(YOUR TASK): Search the entries for lines that contain the word "PartialEq", and report each one found.
──────── MATERIALS PROVIDED ────────
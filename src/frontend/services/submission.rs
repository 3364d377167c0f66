//! Submission lifecycle of the generate form.
//!
//! One submission moves `Idle → Loading → {Success, Error}`; both terminal
//! phases accept a new submission. The mapping from a settled request to the
//! next phase lives here, out of the component, so the contract is plain
//! unit-testable data flow. `drive_submission` carries the sequencing around
//! it: ticker while pending, bar completion on settlement, linger, hide.

use std::future::Future;

use tokio::time::sleep;

use crate::backend::generator::{GenerateError, GenerateOutcome};
use crate::frontend::services::progress::{LINGER, TICK_INTERVAL};

/// Where the current submission stands. Rendering is a pure function of
/// this value: Loading shows the progress indicator, Success reveals the
/// download section, Error shows the message inline.
#[derive(Debug, Clone, PartialEq, Default)]
pub enum SubmissionPhase {
    #[default]
    Idle,
    Loading,
    Success(GenerateOutcome),
    Error(String),
}

impl SubmissionPhase {
    pub fn is_loading(&self) -> bool {
        matches!(self, Self::Loading)
    }
}

/// Per-form behavior knobs. The original page shipped two near-identical
/// submit handlers differing only in validation strictness and fallback
/// wording; those are two values of this struct, not two code paths.
#[derive(Debug, Clone, PartialEq)]
pub struct FormConfig {
    /// Reject empty input before issuing a request.
    pub require_url: bool,
    /// Shown when `require_url` rejects the input.
    pub missing_url_message: String,
    /// Shown on a server-reported failure without an `error` payload field.
    pub server_error_fallback: String,
    /// Shown when the request never produced a usable response.
    pub transport_error_message: String,
}

impl FormConfig {
    /// The strict variant: empty input fails fast, no request issued.
    pub fn strict() -> Self {
        Self {
            require_url: true,
            missing_url_message: "Please enter a valid URL".to_string(),
            server_error_fallback: "The server reported an error.".to_string(),
            transport_error_message: "Could not connect to the server.".to_string(),
        }
    }

    /// The lax variant: submits whatever is in the input, validation left to
    /// the service.
    pub fn lax() -> Self {
        Self {
            require_url: false,
            missing_url_message: String::new(),
            server_error_fallback: "Could not generate the book.".to_string(),
            transport_error_message: "Could not connect to the server.".to_string(),
        }
    }

    /// Pre-flight check. `Some(error)` means the submission stops here and
    /// no request is made.
    pub fn validate(&self, url: &str) -> Option<GenerateError> {
        if self.require_url && url.trim().is_empty() {
            Some(GenerateError::Validation(self.missing_url_message.clone()))
        } else {
            None
        }
    }

    /// User-visible text for a failed submission.
    pub fn message_for(&self, error: &GenerateError) -> String {
        match error {
            GenerateError::Validation(message) => message.clone(),
            GenerateError::Server { message: Some(m) } => m.clone(),
            GenerateError::Server { message: None } => self.server_error_fallback.clone(),
            GenerateError::Transport(_) => self.transport_error_message.clone(),
        }
    }
}

/// Phase the form enters once the generate call settles.
pub fn phase_after_response(
    result: Result<GenerateOutcome, GenerateError>,
    config: &FormConfig,
) -> SubmissionPhase {
    match result {
        Ok(outcome) => SubmissionPhase::Success(outcome),
        Err(error) => SubmissionPhase::Error(config.message_for(&error)),
    }
}

/// View-side effects of one submission. The form implements this over its
/// signals; tests implement it with a recorder. Keeping the sequencing
/// behind this seam makes `drive_submission` the single place that decides
/// what happens when.
pub trait SubmissionView {
    fn set_phase(&mut self, phase: SubmissionPhase);
    /// Reset the bar to zero and show its container.
    fn show_progress(&mut self);
    fn tick_progress(&mut self);
    fn finish_progress(&mut self);
    fn hide_progress(&mut self);
    /// A newer submission has taken over the same view; late writes from
    /// this one must be suppressed.
    fn is_stale(&self) -> bool {
        false
    }
}

/// Runs one submission end to end: enter Loading, tick the simulated bar
/// while the request is pending, complete the bar on settlement whatever
/// the outcome, publish the terminal phase, and hide the bar only after the
/// linger. A submission superseded during the linger leaves the bar alone.
pub async fn drive_submission<V, Fut>(view: &mut V, config: &FormConfig, request: Fut)
where
    V: SubmissionView,
    Fut: Future<Output = Result<GenerateOutcome, GenerateError>>,
{
    view.set_phase(SubmissionPhase::Loading);
    view.show_progress();

    tokio::pin!(request);
    let result = loop {
        tokio::select! {
            biased;
            result = &mut request => break result,
            // Ticks past the ceiling are no-ops; the bar parks at 90.
            () = sleep(TICK_INTERVAL) => view.tick_progress(),
        }
    };

    view.finish_progress();
    view.set_phase(phase_after_response(result, config));

    sleep(LINGER).await;
    if !view.is_stale() {
        view.hide_progress();
    }
}

#[cfg(test)]
mod tests {
    use super::*;
    use crate::frontend::services::progress::{SimulatedProgress, TICK_CEILING};
    use std::sync::Arc;
    use std::sync::atomic::{AtomicBool, Ordering};
    use std::time::Duration;
    use tokio::time::Instant;

    fn outcome() -> GenerateOutcome {
        GenerateOutcome {
            download_url: "/files/x.pdf".to_string(),
            filename: Some("x.pdf".to_string()),
        }
    }

    #[test]
    fn strict_config_rejects_empty_input() {
        let config = FormConfig::strict();
        let err = config.validate("   ").unwrap();
        assert_eq!(
            config.message_for(&err),
            "Please enter a valid URL"
        );
    }

    #[test]
    fn strict_config_accepts_non_empty_input() {
        assert_eq!(FormConfig::strict().validate("https://blog.example"), None);
    }

    #[test]
    fn lax_config_never_rejects() {
        assert_eq!(FormConfig::lax().validate(""), None);
    }

    #[test]
    fn success_becomes_success_phase() {
        let phase = phase_after_response(Ok(outcome()), &FormConfig::strict());
        assert_eq!(phase, SubmissionPhase::Success(outcome()));
    }

    #[test]
    fn server_message_is_shown_verbatim() {
        let phase = phase_after_response(
            Err(GenerateError::Server {
                message: Some("bad url".to_string()),
            }),
            &FormConfig::strict(),
        );
        assert_eq!(phase, SubmissionPhase::Error("bad url".to_string()));
    }

    #[test]
    fn missing_server_message_uses_config_fallback() {
        for config in [FormConfig::strict(), FormConfig::lax()] {
            let phase =
                phase_after_response(Err(GenerateError::Server { message: None }), &config);
            assert_eq!(phase, SubmissionPhase::Error(config.server_error_fallback));
        }
    }

    #[test]
    fn transport_failure_uses_connectivity_message() {
        let config = FormConfig::strict();
        let phase = phase_after_response(
            Err(GenerateError::Transport("connection refused".to_string())),
            &config,
        );
        assert_eq!(
            phase,
            SubmissionPhase::Error(config.transport_error_message)
        );
    }

    #[test]
    fn terminal_phases_are_not_loading() {
        assert!(SubmissionPhase::Loading.is_loading());
        assert!(!SubmissionPhase::Idle.is_loading());
        assert!(!SubmissionPhase::Success(outcome()).is_loading());
        assert!(!SubmissionPhase::Error(String::new()).is_loading());
    }

    #[derive(Debug, Clone, PartialEq)]
    enum ViewEvent {
        Phase(SubmissionPhase),
        Show,
        Tick(f32),
        Finish,
        Hide,
    }

    /// Records every view effect with the (paused-clock) time it happened.
    struct RecordingView {
        started: Instant,
        events: Vec<(ViewEvent, Duration)>,
        progress: SimulatedProgress,
        superseded: Arc<AtomicBool>,
    }

    impl RecordingView {
        fn new(superseded: Arc<AtomicBool>) -> Self {
            Self {
                started: Instant::now(),
                events: Vec::new(),
                progress: SimulatedProgress::new(),
                superseded,
            }
        }

        fn record(&mut self, event: ViewEvent) {
            let at = self.started.elapsed();
            self.events.push((event, at));
        }

        fn position_of(&self, wanted: &ViewEvent) -> Option<usize> {
            self.events.iter().position(|(event, _)| event == wanted)
        }
    }

    impl SubmissionView for RecordingView {
        fn set_phase(&mut self, phase: SubmissionPhase) {
            self.record(ViewEvent::Phase(phase));
        }

        fn show_progress(&mut self) {
            self.progress = SimulatedProgress::new();
            self.record(ViewEvent::Show);
        }

        fn tick_progress(&mut self) {
            let value = self.progress.tick();
            self.record(ViewEvent::Tick(value));
        }

        fn finish_progress(&mut self) {
            self.progress.finish();
            self.record(ViewEvent::Finish);
        }

        fn hide_progress(&mut self) {
            self.record(ViewEvent::Hide);
        }

        fn is_stale(&self) -> bool {
            self.superseded.load(Ordering::SeqCst)
        }
    }

    fn fresh_view() -> RecordingView {
        RecordingView::new(Arc::new(AtomicBool::new(false)))
    }

    #[tokio::test(start_paused = true)]
    async fn loading_shows_before_the_request_settles() {
        let mut view = fresh_view();
        let request = async {
            sleep(Duration::from_millis(1200)).await;
            Ok(outcome())
        };

        drive_submission(&mut view, &FormConfig::strict(), request).await;

        assert_eq!(
            view.events,
            vec![
                (ViewEvent::Phase(SubmissionPhase::Loading), Duration::ZERO),
                (ViewEvent::Show, Duration::ZERO),
                (ViewEvent::Tick(10.0), TICK_INTERVAL),
                (ViewEvent::Tick(20.0), TICK_INTERVAL * 2),
                (ViewEvent::Finish, Duration::from_millis(1200)),
                (
                    ViewEvent::Phase(SubmissionPhase::Success(outcome())),
                    Duration::from_millis(1200)
                ),
                (ViewEvent::Hide, Duration::from_millis(1200) + LINGER),
            ]
        );
        assert_eq!(view.progress.percent(), 100.0);
    }

    #[tokio::test(start_paused = true)]
    async fn bar_completes_before_the_error_is_published() {
        let mut view = fresh_view();
        let request = async {
            sleep(Duration::from_millis(300)).await;
            Err(GenerateError::Transport("connection refused".to_string()))
        };

        drive_submission(&mut view, &FormConfig::strict(), request).await;

        let error_phase = ViewEvent::Phase(SubmissionPhase::Error(
            FormConfig::strict().transport_error_message,
        ));
        let finish = view.position_of(&ViewEvent::Finish).unwrap();
        let published = view.position_of(&error_phase).unwrap();
        assert!(finish < published);
        assert_eq!(view.progress.percent(), 100.0);

        // Hidden no sooner than the linger after settlement.
        let (_, hidden_at) = view.events.last().unwrap().clone();
        assert_eq!(view.events.last().unwrap().0, ViewEvent::Hide);
        assert_eq!(hidden_at, Duration::from_millis(300) + LINGER);
    }

    #[tokio::test(start_paused = true)]
    async fn ticks_park_at_the_ceiling_until_settlement() {
        let mut view = fresh_view();
        let request = async {
            sleep(Duration::from_millis(6100)).await;
            Ok(outcome())
        };

        drive_submission(&mut view, &FormConfig::strict(), request).await;

        let ticks: Vec<f32> = view
            .events
            .iter()
            .filter_map(|(event, _)| match event {
                ViewEvent::Tick(value) => Some(*value),
                _ => None,
            })
            .collect();

        assert_eq!(ticks.len(), 12);
        assert!(ticks.iter().all(|value| *value <= TICK_CEILING));
        assert_eq!(*ticks.last().unwrap(), TICK_CEILING);
        assert_eq!(view.progress.percent(), 100.0);
    }

    #[tokio::test(start_paused = true)]
    async fn superseded_submission_does_not_hide_the_bar() {
        let superseded = Arc::new(AtomicBool::new(false));
        let mut view = RecordingView::new(superseded.clone());
        // The flag flips while this submission settles, as if the user had
        // submitted again during the linger window.
        let request = {
            let superseded = superseded.clone();
            async move {
                superseded.store(true, Ordering::SeqCst);
                Ok(outcome())
            }
        };

        drive_submission(&mut view, &FormConfig::strict(), request).await;

        assert!(view.position_of(&ViewEvent::Hide).is_none());
        // The terminal phase is still published; only the late hide is
        // suppressed.
        assert!(view.events.iter().any(|(event, _)| matches!(
            event,
            ViewEvent::Phase(SubmissionPhase::Success(_))
        )));
    }
}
────────
(ANSWER):
#[derive(Debug, Clone, PartialEq, Default)]
#[derive(Debug, Clone, PartialEq)]
    #[derive(Debug, Clone, PartialEq)]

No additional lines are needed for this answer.